PROBLEM STATEMENT — Show all lines from the records below in which the string "Applied" is present.

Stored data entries
┄┄┄┄┄┄┄┄┄┄┄┄┄┄┄┄┄┄┄┄

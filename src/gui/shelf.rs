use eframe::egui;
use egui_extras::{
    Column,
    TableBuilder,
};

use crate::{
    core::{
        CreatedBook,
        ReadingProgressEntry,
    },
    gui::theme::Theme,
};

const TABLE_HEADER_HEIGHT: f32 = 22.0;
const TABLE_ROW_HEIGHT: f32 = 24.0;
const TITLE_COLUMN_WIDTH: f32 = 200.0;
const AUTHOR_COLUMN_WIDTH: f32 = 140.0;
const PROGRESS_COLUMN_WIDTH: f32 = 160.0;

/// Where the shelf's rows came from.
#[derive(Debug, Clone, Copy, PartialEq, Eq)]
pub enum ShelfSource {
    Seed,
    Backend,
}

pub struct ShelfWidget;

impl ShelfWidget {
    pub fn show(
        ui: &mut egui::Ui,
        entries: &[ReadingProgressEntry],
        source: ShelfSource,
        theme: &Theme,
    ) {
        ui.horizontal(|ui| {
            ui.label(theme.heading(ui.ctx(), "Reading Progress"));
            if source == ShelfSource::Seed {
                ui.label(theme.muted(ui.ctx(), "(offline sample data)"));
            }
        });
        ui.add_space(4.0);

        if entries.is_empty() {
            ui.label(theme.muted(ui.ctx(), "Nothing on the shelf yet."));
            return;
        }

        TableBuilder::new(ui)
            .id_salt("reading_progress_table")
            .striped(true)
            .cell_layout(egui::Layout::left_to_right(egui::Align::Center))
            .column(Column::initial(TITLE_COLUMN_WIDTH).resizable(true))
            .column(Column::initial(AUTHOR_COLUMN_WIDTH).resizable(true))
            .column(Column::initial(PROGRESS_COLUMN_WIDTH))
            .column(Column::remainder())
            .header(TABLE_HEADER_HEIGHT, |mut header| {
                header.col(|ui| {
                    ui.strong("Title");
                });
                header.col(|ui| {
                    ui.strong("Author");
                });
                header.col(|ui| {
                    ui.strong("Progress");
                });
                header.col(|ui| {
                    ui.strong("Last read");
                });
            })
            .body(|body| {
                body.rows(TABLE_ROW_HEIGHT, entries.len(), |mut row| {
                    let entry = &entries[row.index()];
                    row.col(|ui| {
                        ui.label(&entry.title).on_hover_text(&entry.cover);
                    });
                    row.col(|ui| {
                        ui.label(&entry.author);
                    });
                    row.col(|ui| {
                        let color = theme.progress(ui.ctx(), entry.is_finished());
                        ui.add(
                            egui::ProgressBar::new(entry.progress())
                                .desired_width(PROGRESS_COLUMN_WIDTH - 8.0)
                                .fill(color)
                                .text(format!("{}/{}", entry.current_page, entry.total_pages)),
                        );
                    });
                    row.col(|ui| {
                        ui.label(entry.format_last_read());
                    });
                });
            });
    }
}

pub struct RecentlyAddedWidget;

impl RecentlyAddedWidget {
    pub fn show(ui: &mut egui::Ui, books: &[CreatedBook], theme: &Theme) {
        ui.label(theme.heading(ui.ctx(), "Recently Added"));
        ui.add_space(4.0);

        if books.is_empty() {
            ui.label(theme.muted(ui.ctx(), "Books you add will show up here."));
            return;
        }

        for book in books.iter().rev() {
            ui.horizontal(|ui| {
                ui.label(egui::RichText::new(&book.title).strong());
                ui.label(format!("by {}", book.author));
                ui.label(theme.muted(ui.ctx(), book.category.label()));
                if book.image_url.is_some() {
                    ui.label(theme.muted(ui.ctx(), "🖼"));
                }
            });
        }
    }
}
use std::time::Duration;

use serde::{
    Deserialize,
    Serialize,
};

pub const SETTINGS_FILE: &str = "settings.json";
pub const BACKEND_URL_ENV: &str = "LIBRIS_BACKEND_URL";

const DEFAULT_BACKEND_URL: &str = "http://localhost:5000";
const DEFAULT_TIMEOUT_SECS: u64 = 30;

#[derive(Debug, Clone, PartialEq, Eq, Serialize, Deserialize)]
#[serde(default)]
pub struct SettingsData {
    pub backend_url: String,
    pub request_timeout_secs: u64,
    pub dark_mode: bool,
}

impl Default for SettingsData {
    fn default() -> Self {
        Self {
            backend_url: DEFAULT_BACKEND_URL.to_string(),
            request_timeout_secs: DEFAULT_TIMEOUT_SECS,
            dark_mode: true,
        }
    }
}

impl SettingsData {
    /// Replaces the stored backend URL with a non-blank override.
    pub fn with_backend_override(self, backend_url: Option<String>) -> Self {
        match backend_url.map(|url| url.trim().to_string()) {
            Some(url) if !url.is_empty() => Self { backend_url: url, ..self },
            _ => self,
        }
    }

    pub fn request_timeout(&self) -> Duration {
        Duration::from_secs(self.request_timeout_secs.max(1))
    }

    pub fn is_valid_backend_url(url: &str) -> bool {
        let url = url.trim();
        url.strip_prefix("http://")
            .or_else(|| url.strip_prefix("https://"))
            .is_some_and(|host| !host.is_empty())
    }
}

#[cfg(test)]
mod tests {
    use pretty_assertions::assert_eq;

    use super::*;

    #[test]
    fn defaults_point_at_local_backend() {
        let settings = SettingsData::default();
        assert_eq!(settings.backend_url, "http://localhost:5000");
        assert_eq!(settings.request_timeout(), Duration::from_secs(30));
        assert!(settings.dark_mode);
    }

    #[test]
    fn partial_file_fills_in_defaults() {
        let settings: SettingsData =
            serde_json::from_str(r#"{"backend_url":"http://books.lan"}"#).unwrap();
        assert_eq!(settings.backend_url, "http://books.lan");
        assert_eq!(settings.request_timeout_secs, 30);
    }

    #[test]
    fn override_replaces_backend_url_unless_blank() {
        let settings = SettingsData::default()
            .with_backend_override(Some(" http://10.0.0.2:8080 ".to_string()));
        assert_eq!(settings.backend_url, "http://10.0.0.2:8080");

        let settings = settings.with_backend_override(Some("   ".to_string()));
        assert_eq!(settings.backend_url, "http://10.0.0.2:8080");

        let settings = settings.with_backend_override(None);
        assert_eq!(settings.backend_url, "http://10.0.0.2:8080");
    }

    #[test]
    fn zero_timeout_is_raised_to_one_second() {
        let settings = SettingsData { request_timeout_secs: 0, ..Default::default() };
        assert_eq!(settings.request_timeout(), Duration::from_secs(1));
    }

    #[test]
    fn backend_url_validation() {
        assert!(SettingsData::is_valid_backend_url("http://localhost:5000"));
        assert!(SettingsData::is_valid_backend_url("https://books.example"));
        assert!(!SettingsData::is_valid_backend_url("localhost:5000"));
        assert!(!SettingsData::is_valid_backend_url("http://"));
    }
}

┄┄┄┄┄┄┄┄┄┄┄┄┄┄┄┄┄┄┄┄

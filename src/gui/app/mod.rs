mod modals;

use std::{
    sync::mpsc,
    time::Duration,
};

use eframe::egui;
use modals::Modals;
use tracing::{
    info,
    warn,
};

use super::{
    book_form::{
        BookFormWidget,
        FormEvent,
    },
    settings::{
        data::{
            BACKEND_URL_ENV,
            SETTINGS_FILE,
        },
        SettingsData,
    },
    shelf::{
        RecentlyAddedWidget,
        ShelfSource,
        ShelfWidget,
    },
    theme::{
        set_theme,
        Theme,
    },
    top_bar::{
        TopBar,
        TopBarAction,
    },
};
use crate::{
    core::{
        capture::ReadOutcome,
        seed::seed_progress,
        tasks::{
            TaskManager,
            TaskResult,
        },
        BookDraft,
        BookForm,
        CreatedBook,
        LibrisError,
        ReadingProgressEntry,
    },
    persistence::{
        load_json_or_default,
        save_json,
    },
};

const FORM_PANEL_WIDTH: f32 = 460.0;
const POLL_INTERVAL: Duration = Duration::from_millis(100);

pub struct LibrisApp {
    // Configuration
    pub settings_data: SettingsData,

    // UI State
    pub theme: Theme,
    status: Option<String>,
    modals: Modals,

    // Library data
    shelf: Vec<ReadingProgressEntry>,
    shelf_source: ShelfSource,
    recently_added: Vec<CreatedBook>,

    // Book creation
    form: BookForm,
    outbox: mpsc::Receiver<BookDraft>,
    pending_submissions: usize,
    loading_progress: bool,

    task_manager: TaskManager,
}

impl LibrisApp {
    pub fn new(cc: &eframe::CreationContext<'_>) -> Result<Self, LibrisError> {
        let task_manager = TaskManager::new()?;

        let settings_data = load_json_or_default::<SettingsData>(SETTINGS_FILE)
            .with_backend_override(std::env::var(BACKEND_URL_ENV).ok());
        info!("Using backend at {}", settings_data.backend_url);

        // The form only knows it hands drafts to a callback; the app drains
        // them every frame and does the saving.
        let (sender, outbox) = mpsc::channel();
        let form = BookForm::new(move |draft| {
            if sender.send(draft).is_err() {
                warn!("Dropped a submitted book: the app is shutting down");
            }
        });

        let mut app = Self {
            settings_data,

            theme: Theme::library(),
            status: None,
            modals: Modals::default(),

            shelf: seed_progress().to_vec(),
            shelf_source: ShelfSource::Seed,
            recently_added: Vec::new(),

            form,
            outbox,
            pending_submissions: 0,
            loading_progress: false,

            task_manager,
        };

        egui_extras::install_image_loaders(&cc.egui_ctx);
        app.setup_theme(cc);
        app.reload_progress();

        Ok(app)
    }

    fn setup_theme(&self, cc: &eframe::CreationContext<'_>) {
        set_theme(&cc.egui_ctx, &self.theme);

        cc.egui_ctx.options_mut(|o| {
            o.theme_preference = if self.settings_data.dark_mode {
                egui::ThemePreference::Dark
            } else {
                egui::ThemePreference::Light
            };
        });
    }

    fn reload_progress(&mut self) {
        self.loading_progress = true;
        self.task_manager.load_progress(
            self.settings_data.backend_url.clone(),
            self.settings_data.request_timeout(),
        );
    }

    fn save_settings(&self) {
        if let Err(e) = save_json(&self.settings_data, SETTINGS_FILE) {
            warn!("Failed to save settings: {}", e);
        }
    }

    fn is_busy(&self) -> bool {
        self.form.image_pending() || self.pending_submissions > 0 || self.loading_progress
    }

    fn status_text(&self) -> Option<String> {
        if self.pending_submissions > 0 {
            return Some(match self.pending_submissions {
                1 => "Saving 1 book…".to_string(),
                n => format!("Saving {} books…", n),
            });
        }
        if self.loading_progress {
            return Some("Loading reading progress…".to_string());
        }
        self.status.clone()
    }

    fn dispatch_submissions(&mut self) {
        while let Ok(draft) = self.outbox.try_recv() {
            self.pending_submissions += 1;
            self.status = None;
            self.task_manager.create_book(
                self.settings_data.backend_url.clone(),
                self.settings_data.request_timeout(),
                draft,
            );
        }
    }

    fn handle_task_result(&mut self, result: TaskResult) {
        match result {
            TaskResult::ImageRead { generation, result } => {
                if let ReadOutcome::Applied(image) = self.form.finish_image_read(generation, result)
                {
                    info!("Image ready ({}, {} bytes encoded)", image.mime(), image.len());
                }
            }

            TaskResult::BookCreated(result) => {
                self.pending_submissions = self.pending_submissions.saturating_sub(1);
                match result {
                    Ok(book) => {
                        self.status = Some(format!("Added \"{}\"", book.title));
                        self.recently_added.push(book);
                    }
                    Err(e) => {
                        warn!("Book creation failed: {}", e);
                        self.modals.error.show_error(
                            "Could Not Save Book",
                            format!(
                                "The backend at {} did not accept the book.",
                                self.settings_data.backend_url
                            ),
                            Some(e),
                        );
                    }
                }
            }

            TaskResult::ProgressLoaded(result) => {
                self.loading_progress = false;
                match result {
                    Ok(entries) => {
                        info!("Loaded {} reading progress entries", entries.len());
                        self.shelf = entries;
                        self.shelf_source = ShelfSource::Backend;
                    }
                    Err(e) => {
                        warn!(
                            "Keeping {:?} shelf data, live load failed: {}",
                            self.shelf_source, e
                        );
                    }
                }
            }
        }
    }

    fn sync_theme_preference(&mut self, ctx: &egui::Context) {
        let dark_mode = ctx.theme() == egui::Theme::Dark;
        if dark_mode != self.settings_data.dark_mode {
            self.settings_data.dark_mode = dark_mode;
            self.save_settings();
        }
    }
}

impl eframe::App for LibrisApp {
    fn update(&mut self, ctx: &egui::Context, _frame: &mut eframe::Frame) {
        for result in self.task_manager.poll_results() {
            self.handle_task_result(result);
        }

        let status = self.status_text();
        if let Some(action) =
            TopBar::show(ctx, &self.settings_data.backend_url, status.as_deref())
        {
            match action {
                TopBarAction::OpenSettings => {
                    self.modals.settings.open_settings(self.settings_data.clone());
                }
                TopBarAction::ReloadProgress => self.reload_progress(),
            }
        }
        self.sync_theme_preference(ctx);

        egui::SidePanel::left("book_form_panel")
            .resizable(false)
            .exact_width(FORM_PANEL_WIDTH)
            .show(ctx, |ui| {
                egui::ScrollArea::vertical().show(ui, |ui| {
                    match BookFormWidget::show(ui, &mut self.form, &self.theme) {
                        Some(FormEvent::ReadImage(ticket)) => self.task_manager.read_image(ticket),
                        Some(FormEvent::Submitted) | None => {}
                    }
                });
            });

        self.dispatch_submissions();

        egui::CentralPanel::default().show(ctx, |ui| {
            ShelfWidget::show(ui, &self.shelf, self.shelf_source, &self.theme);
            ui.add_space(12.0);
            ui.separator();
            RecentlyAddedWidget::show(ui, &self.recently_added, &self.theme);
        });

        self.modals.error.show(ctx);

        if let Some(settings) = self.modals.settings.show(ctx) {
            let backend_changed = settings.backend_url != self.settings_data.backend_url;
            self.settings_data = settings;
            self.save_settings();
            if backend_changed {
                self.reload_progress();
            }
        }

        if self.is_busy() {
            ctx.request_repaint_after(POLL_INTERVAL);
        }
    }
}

┄┄┄┄┄┄┄┄┄┄┄┄┄┄┄┄┄┄┄┄

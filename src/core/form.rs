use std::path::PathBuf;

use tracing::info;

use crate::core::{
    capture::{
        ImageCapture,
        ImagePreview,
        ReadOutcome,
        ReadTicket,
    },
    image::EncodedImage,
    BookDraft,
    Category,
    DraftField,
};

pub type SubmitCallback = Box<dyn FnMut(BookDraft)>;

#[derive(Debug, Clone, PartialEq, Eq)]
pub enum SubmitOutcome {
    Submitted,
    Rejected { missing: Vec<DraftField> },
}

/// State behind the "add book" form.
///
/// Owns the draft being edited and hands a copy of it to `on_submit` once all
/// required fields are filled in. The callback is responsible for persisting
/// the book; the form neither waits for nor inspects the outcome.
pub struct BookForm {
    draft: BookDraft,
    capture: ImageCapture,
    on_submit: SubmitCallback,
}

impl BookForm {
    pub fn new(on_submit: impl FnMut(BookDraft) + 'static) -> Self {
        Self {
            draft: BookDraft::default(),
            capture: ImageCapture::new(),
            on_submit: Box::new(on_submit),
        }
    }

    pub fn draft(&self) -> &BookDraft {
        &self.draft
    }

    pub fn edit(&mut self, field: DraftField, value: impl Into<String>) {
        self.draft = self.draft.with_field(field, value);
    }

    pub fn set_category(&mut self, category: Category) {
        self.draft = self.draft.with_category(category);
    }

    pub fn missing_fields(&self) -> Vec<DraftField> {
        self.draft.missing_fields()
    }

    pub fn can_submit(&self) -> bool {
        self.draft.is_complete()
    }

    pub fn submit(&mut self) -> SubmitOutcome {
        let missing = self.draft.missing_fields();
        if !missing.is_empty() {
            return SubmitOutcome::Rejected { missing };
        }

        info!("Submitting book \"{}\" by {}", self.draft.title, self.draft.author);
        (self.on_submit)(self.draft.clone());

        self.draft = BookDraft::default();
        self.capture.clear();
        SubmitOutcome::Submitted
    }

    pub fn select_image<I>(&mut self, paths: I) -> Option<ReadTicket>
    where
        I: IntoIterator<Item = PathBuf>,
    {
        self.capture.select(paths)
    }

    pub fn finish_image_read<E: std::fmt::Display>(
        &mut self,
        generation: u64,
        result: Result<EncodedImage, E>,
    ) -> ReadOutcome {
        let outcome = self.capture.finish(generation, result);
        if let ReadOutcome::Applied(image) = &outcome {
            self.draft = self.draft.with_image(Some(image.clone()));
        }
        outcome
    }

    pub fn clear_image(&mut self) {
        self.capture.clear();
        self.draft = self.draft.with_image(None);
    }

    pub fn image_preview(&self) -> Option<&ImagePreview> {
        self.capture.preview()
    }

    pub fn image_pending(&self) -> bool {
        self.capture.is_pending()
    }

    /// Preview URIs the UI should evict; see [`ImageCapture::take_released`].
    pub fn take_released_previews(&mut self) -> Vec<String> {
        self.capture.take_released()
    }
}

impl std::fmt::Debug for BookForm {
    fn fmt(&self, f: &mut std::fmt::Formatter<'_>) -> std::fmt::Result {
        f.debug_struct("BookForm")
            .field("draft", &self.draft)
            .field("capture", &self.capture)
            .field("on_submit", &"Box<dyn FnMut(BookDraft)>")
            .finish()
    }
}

┄┄┄┄┄┄┄┄┄┄┄┄┄┄┄┄┄┄┄┄

TASK SOLUTION —
                if let ReadOutcome::Applied(image) = self.form.finish_image_read(generation, result)
        if let ReadOutcome::Applied(image) = &outcome {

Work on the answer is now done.